**** Provided records ****
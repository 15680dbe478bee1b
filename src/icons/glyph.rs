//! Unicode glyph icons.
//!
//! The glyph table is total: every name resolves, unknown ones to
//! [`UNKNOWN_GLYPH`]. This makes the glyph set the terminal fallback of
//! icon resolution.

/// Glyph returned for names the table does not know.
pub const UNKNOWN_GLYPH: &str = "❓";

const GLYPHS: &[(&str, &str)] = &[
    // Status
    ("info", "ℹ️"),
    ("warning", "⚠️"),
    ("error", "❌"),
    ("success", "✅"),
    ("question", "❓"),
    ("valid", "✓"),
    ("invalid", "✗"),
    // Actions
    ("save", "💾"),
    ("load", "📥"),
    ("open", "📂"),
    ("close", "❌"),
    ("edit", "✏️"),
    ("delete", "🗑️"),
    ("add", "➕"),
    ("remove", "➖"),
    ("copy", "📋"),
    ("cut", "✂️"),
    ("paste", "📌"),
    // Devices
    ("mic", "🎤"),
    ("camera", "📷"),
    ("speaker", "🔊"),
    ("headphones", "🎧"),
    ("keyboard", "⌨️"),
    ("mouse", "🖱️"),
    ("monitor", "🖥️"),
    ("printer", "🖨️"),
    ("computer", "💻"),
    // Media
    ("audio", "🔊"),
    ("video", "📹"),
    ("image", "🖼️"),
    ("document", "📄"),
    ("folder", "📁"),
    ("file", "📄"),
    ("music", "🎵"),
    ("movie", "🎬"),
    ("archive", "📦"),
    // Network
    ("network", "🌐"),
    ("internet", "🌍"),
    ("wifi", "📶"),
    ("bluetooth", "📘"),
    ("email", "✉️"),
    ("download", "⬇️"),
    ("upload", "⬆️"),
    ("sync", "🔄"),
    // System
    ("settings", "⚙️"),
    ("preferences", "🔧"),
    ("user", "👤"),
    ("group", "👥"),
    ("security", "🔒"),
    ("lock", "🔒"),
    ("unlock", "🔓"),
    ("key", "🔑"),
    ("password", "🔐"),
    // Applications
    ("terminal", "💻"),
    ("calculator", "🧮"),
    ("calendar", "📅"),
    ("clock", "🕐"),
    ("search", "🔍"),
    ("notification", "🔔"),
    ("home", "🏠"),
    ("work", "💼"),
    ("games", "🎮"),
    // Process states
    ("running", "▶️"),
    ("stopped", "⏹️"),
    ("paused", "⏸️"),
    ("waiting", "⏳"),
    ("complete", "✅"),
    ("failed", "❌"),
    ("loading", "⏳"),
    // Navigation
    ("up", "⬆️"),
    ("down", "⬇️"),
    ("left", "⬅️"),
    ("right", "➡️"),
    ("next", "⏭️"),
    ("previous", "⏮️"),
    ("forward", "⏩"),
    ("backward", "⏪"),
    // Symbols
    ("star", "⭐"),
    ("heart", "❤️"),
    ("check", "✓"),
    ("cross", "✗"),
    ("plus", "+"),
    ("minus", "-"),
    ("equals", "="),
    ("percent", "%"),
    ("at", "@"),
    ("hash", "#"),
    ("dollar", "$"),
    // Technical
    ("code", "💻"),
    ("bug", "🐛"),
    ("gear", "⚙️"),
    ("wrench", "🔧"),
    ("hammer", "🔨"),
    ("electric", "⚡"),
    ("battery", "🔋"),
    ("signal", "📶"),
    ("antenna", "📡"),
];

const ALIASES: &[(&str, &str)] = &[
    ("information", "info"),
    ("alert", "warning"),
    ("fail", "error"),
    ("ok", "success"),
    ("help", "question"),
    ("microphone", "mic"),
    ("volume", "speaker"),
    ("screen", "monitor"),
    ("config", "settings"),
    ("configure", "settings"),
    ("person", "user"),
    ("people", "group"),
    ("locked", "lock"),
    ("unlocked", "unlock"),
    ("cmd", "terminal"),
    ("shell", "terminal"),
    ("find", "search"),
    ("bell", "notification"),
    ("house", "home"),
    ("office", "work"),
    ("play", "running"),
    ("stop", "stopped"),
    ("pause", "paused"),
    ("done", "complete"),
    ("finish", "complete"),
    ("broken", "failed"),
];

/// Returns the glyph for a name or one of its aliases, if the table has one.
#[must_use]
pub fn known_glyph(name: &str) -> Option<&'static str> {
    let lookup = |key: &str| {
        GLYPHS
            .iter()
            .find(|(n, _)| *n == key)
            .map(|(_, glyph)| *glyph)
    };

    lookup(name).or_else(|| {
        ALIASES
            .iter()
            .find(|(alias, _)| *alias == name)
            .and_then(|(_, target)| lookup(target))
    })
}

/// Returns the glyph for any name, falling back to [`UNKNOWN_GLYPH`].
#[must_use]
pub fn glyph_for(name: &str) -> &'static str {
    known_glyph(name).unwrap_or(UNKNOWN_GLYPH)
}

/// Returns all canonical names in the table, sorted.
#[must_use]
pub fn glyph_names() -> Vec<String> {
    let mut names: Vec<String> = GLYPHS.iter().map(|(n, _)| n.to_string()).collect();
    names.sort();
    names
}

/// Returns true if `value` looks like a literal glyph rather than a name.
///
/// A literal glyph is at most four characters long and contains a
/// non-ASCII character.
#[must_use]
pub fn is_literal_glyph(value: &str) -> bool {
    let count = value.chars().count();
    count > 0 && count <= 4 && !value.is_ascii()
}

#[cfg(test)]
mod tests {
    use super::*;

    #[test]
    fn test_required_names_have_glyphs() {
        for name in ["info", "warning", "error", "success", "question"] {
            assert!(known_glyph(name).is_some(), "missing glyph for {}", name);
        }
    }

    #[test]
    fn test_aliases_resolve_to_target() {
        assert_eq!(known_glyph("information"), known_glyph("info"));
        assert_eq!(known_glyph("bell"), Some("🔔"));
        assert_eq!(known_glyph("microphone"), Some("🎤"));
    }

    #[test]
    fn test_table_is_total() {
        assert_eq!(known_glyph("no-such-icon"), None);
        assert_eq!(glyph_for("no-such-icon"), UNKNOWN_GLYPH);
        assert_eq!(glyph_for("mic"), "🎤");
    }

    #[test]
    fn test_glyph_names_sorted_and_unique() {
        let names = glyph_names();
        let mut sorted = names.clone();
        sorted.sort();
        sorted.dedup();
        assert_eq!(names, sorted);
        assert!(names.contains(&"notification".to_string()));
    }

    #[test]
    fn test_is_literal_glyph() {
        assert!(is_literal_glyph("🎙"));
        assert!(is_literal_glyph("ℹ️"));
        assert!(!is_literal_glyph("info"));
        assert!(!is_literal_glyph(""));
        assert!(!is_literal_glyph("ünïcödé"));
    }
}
****
**** Provided records ****
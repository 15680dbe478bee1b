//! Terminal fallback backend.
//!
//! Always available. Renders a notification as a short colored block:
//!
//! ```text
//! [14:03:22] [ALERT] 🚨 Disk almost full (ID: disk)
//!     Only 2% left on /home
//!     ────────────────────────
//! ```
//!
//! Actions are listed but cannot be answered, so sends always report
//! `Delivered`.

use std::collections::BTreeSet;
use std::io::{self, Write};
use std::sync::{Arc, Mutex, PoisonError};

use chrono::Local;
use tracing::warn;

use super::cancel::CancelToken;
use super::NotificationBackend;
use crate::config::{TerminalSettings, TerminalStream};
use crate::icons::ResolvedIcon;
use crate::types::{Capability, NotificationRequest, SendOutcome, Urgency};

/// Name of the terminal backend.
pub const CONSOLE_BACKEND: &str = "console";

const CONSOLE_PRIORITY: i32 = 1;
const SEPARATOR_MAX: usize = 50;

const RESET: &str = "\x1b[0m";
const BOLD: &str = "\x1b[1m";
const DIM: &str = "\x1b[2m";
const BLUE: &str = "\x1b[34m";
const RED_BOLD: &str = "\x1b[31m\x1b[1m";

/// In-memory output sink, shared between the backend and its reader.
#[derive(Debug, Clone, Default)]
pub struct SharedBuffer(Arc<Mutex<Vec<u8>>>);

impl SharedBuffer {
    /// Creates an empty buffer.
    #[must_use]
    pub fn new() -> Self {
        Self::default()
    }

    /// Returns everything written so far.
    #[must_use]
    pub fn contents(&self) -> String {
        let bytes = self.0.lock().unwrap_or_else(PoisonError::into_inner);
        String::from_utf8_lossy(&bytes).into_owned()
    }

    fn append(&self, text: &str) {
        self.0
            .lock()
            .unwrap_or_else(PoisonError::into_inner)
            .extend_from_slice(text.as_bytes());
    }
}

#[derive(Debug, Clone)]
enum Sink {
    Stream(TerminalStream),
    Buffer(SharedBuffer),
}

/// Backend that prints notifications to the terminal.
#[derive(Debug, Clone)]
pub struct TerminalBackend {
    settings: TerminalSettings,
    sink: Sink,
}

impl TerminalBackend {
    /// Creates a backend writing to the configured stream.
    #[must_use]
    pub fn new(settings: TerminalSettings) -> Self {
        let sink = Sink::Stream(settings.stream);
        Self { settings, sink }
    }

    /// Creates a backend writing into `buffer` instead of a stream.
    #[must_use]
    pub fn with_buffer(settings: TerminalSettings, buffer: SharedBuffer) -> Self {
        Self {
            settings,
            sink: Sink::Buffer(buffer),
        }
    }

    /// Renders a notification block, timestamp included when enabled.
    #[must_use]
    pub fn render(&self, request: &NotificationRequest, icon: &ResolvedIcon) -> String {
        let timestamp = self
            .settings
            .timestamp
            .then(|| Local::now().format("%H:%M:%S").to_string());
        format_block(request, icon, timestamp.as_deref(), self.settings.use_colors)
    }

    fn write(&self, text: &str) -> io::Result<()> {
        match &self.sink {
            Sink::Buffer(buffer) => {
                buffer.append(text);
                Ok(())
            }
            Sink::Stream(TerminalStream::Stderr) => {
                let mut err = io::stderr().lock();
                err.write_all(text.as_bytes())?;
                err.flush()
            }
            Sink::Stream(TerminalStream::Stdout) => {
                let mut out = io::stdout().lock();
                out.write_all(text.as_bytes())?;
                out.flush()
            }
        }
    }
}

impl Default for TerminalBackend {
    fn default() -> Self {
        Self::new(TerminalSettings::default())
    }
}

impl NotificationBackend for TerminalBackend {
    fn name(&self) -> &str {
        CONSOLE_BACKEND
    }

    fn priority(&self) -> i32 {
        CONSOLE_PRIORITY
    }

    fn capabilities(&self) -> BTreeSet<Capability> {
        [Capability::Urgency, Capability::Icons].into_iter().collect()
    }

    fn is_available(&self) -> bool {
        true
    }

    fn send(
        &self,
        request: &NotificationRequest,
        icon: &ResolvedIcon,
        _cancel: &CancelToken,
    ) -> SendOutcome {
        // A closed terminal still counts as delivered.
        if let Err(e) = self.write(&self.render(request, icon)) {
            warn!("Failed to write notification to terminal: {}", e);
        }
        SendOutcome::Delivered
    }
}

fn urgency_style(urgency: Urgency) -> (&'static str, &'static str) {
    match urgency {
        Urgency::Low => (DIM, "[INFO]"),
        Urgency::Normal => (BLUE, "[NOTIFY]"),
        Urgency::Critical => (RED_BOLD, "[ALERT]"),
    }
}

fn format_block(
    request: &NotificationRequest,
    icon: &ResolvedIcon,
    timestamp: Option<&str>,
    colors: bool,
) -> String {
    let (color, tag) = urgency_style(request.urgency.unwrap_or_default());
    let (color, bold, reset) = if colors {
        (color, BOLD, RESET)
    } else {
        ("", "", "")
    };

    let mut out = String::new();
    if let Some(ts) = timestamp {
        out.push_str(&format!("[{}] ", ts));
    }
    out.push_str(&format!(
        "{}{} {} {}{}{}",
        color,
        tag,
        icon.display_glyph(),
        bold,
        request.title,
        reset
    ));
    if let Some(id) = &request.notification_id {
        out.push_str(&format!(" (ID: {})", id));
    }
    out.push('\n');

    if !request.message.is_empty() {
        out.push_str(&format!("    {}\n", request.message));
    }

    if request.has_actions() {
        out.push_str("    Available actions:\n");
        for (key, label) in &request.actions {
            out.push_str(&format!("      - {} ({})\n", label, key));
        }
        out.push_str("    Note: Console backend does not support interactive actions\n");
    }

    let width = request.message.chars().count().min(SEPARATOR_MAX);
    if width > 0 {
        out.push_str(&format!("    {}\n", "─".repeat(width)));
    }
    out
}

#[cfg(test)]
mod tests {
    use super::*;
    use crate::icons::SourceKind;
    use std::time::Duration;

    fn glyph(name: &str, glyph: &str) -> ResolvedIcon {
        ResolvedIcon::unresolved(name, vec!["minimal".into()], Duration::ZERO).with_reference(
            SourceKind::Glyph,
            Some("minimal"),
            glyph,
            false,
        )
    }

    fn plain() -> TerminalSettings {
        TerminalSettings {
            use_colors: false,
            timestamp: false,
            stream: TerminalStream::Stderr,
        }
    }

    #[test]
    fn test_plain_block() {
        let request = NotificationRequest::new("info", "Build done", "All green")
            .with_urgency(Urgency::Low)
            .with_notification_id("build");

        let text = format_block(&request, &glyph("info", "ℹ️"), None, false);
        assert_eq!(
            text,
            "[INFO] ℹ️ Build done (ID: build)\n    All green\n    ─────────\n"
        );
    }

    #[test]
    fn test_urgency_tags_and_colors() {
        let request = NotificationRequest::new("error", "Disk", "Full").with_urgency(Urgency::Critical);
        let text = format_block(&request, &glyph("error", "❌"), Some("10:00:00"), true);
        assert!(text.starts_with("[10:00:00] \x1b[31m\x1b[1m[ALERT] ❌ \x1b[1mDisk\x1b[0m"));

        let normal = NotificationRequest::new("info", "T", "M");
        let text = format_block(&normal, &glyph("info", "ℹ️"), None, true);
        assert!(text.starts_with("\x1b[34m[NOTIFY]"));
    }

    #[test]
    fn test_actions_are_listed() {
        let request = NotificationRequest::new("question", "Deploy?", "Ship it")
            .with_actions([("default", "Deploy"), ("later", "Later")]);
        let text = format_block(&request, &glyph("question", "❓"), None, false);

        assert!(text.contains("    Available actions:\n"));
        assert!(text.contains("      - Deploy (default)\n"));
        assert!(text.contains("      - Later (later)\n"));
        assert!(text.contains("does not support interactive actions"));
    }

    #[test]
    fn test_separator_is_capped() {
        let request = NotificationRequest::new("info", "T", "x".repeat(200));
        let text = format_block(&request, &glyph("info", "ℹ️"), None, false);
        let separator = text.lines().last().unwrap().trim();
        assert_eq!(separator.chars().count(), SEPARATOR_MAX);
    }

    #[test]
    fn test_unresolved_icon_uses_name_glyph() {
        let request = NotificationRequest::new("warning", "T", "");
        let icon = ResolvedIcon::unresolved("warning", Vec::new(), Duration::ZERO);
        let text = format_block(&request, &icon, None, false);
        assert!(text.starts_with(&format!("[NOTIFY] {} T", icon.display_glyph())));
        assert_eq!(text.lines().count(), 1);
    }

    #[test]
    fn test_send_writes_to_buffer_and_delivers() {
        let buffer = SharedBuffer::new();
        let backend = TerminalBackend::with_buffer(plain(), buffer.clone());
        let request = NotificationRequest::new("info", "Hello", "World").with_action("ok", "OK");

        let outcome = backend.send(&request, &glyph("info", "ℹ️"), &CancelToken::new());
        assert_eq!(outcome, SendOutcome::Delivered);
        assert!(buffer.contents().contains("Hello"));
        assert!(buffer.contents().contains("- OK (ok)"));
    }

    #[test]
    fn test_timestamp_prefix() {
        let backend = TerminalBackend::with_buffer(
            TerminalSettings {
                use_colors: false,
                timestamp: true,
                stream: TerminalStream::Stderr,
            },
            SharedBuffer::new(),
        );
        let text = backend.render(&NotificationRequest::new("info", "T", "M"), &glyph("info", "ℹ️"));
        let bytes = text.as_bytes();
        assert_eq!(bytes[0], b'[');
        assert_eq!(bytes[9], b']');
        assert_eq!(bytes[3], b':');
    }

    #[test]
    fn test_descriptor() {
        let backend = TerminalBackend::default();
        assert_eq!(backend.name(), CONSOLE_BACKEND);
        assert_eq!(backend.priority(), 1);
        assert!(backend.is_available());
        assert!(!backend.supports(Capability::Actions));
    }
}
****
**** Provided records ****
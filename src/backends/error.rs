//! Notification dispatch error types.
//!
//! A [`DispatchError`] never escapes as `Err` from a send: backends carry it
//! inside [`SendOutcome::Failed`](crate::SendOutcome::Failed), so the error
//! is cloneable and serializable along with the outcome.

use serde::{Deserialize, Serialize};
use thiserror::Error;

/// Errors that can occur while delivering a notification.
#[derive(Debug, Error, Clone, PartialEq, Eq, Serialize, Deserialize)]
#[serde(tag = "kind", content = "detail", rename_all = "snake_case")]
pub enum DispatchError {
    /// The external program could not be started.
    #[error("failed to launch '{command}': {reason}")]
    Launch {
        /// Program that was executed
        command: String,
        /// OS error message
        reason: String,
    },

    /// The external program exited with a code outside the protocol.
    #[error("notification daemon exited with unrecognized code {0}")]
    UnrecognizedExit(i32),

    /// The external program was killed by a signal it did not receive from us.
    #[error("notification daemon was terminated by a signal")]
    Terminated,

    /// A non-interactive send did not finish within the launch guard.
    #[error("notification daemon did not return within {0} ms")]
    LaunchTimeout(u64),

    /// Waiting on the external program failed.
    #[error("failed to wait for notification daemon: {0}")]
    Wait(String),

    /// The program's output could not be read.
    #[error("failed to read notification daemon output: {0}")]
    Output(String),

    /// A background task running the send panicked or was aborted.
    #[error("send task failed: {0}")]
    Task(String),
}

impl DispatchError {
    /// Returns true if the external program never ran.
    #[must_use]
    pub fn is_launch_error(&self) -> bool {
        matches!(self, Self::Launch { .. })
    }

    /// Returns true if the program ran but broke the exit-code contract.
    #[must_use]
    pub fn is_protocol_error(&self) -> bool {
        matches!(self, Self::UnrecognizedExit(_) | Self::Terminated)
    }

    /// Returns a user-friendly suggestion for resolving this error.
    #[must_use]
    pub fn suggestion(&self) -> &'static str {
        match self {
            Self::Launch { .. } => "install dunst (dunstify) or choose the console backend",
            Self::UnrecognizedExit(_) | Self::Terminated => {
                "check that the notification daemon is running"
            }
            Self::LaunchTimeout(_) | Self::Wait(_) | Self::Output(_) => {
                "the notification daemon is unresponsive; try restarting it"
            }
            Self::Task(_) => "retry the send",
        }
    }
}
****
== What needs to be done ==
Scan the records above for the lines holding "let mut names: Vec<String>" and "let names = glyph_names();". Transcribe those two and every line between them word for word, and no others.

== Your response ==
    let mut names: Vec<String> = GLYPHS.iter().map(|(n, _)| n.to_string()).collect();
    names.sort();
    names
}

/// Returns true if `value` looks like a literal glyph rather than a name.
///
/// A literal glyph is at most four characters long and contains a
/// non-ASCII character.
#[must_use]
pub fn is_literal_glyph(value: &str) -> bool {
    let count = value.chars().count();
    count > 0 && count <= 4 && !value.is_ascii()
}

#[cfg(test)]
mod tests {
    use super::*;

    #[test]
    fn test_required_names_have_glyphs() {
        for name in ["info", "warning", "error", "success", "question"] {
            assert!(known_glyph(name).is_some(), "missing glyph for {}", name);
        }
    }

    #[test]
    fn test_aliases_resolve_to_target() {
        assert_eq!(known_glyph("information"), known_glyph("info"));
        assert_eq!(known_glyph("bell"), Some("🔔"));
        assert_eq!(known_glyph("microphone"), Some("🎤"));
    }

    #[test]
    fn test_table_is_total() {
        assert_eq!(known_glyph("no-such-icon"), None);
        assert_eq!(glyph_for("no-such-icon"), UNKNOWN_GLYPH);
        assert_eq!(glyph_for("mic"), "🎤");
    }

    #[test]
    fn test_glyph_names_sorted_and_unique() {
        let names = glyph_names();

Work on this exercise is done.